United States District Court, D. Arizona

July 3, 2019

Prentice Williams, Plaintiff,
v.
City of Tempe, et al., Defendants.

          ORDER

          HONORABLE SUSAN M. BRNOVICH UNITED STATES DISTRICT JUDGE.

         Pending before the Court is Defendants Safeway Inc. (“Safeway”) and Albertsons Companies Inc.'s (“Albertsons”) (collectively “Defendants”)[1] Motion for Summary Judgment. (Doc. 133). The Court has now considered the Motion (Doc. 133, “Mot.”), Response (Doc. 153, “Resp.”), [2] and Reply (Doc. 165, “Reply”) along with relevant case law. The Court has determined that oral argument will not be helpful to resolution of this motion and will be vacated. See L.R. Civ 7.2(f).

         BACKGROUND

         In his First Amended Complaint, (Doc. 27, “FAC”), Plaintiff names as defendants the City of Tempe, the Tempe Police Department, Officer Ratko Aleksis, Officer Blake Dunn (collectively, “the Tempe Defendants”) and Albertsons/Safeway Inc. On August 31, 2018, this Court dismissed all claims against the Tempe Defendants except the Fourth Amendment claim against Officer Aleksis, (Doc. 132), which is not at issue in the present motion. In Count II of the FAC, Plaintiff discusses incidents that occurred at a Safeway Store in Tempe, Arizona[3] (the “Safeway Store”) and lists the following causes of action: Assault, Excessive Force, Elder Abuse, and Harassment. (FAC at 3).

         The present motion is brought by Defendants Safeway and Albertsons and asks for summary judgment on all claims brought against Defendants. In the FAC, Plaintiff alleges that “Safeway Store Manager J.D. Hall [ ] provided an environment, opportunity & atmosphere for Off[icer] Blake Dunn (21722), not in uniform, with no suspicion or probable cause, to assault[ ] and harass me, ” and that “Hall targeted me for [Tempe Police Department's] racist toxic culture, infecting Off[icer] Dunn's, (acting with glee) due to my race.” (FAC at 3). Plaintiff also alleges that “Hall also witnessed an ‘LP'[4] - Employee -grab my arm, (Assault) with impunity.” (FAC at 3).

         The following facts are summarized from Plaintiff's response to Defendants' interrogatory requests. (Doc. 134-1 at 5-7).
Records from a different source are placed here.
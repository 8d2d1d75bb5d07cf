//! 重试策略与执行器
//!
//! 提供指数退避重试机制，用于事务冲突、锁等待超时等瞬时故障的自动恢复。
//! 业务错误（如库存不足）不应被重试，由调用方通过 `is_retryable` 闭包控制。

use std::fmt::Display;
use std::future::Future;
use std::time::Duration;

use tracing::{info, warn};

// ---------------------------------------------------------------------------
// RetryPolicy — 重试策略配置
// ---------------------------------------------------------------------------

/// 重试策略配置
///
/// 使用指数退避避免重试风暴，等待时间按 multiplier 递增直到 max_delay。
#[derive(Debug, Clone)]
pub struct RetryPolicy {
    /// 最大重试次数（不含首次执行）
    pub max_retries: u32,
    /// 首次重试前的等待时间
    pub initial_delay: Duration,
    /// 退避时间上限
    pub max_delay: Duration,
    /// 每次重试的退避倍数
    pub multiplier: f64,
}

impl Default for RetryPolicy {
    /// 默认策略：最多重试 3 次，初始等待 10 毫秒，上限 200 毫秒
    fn default() -> Self {
        Self {
            max_retries: 3,
            initial_delay: Duration::from_millis(10),
            max_delay: Duration::from_millis(200),
            multiplier: 2.0,
        }
    }
}

impl RetryPolicy {
    /// 从下单事务配置构造
    pub fn from_order_config(config: &crate::config::OrderConfig) -> Self {
        Self {
            max_retries: config.max_retries,
            initial_delay: Duration::from_millis(config.retry_initial_delay_ms),
            max_delay: Duration::from_millis(config.retry_max_delay_ms),
            ..Self::default()
        }
    }

    /// 计算第 N 次重试的等待时间（attempt 从 0 开始）
    ///
    /// 公式: initial_delay * multiplier^attempt，结果不超过 max_delay。
    pub fn delay_for_attempt(&self, attempt: u32) -> Duration {
        let base_ms = self.initial_delay.as_millis() as f64;
        let delay_ms = base_ms * self.multiplier.powi(attempt as i32);
        let capped_ms = delay_ms.min(self.max_delay.as_millis() as f64);
        Duration::from_millis(capped_ms as u64)
    }

    /// attempt 为已失败的重试轮次，小于 max_retries 时继续
    pub fn should_retry(&self, attempt: u32) -> bool {
        attempt < self.max_retries
    }
}

// ---------------------------------------------------------------------------
// retry_with_policy — 带重试的异步执行器
// ---------------------------------------------------------------------------

/// 带重试的异步执行器
///
/// 对任意异步操作应用重试策略。仅在 `is_retryable` 返回 true 时重试，
/// 其余错误直接向上传播；重试用尽时返回最后一次的错误。
pub async fn retry_with_policy<F, Fut, T, E>(
    policy: &RetryPolicy,
    operation_name: &str,
    is_retryable: impl Fn(&E) -> bool,
    mut operation: F,
) -> Result<T, E>
where
    F: FnMut() -> Fut,
    Fut: Future<Output = Result<T, E>>,
    E: Display,
{
    let mut attempt: u32 = 0;

    loop {
        match operation().await {
            Ok(value) => {
                if attempt > 0 {
                    info!(operation = operation_name, attempt, "操作在重试后成功");
                }
                return Ok(value);
            }
            Err(err) => {
                if !is_retryable(&err) {
                    return Err(err);
                }

                if !policy.should_retry(attempt) {
                    warn!(
                        operation = operation_name,
                        attempt,
                        max_retries = policy.max_retries,
                        error = %err,
                        "已达最大重试次数，放弃重试"
                    );
                    return Err(err);
                }

                let delay = policy.delay_for_attempt(attempt);
                warn!(
                    operation = operation_name,
                    attempt,
                    delay_ms = delay.as_millis() as u64,
                    error = %err,
                    "操作失败，将在退避后重试"
                );

                tokio::time::sleep(delay).await;
                attempt += 1;
            }
        }
    }
}

// ---------------------------------------------------------------------------
// 单元测试
// ---------------------------------------------------------------------------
Plaintiff describes two separate incidents occurring at the Safeway Store. First, on May 2, 2015, Plaintiff was in the Safeway Store to shop and was talking to store manager J.D. Hall when he noticed a man nearby trying to hear the conversation. The man asked Hall if everything was okay, to which Hall shook his head in the affirmative. The man then forcefully grabbed Plaintiff's left arm and said to Hall that he could remove Plaintiff from the store if Hall wanted him to. Hall said no, and the man held on to Plaintiff for about 14 seconds before Hall said he could let him go. Plaintiff then got in line, paid for his items, and left the store.

         In their Statement of Facts, (Doc. 134, “DSOF”), Defendants identify the man as the loss prevention officer on duty that day, Marcus Dove. (DSOF ¶ 11). Defendants also note that Plaintiff testified that he has no recollection as to whether Dove said anything to Plaintiff or what Dove may have said. (DSOF ¶ 10). Additionally, Plaintiff testified that Dove grabbed Plaintiff's arm for 10 seconds and that Plaintiff had no marks or bruises on his arm following the incident. (DSOF ¶¶ 12, 13).

         The second incident occurred on May 10, 2015, when Plaintiff walked into the Safeway Store, picked up items, and got in line to pay. After he paid for his items and started to walk to the door, Plaintiff saw the same man who grabbed his arm on May 2 standing with two others near the door. Plaintiff alleges that as he walked, Officer Dunn, one of the three men standing near the door, grabbed Plaintiff's right arm and said he wanted to say something to Plaintiff. Plaintiff asked Officer Dunn why he was grabbing him, and the two briefly conversed. Plaintiff then left the store.

         DISCUSSION

         I. Legal Standard

         Summary judgment is appropriate when “there is no genuine dispute as to any material fact and the movant is entitled to judgment as a matter of law.” Fed.R.Civ.P. 56(a). A material fact is any factual issue that might affect the outcome of the case under the governing substantive law. Anderson v. Liberty Lobby, Inc., 477 U.S. 242, 248 (1986). A dispute about a fact is “genuine” if the evidence is such that a reasonable jury could return a verdict for the nonmoving party. Id. “A party asserting that a fact cannot be or is genuinely disputed must support the assertion by . . . citing to particular parts of materials in the record” or by “showing that materials cited do not establish the absence or presence of a genuine dispute, or that an adverse party cannot produce admissible evidence to support the fact.” Fed.R.Civ.P. 56(c)(1)(A), (B). The court need only consider the cited materials, but it may also consider any other materials in the record. Id. 56(c)(3). Summary judgment may also be entered “against a party who fails to make a showing sufficient to establish the existence of an element essential to that party's case, and on which that party will bear the burden of proof at trial.” Celotex Corp. v. Catrett, 477 U.S. 317, 322 (1986). A principal purpose of summary judgment is “to isolate and dispose of factually unsupported claims.” Id. at 323-24.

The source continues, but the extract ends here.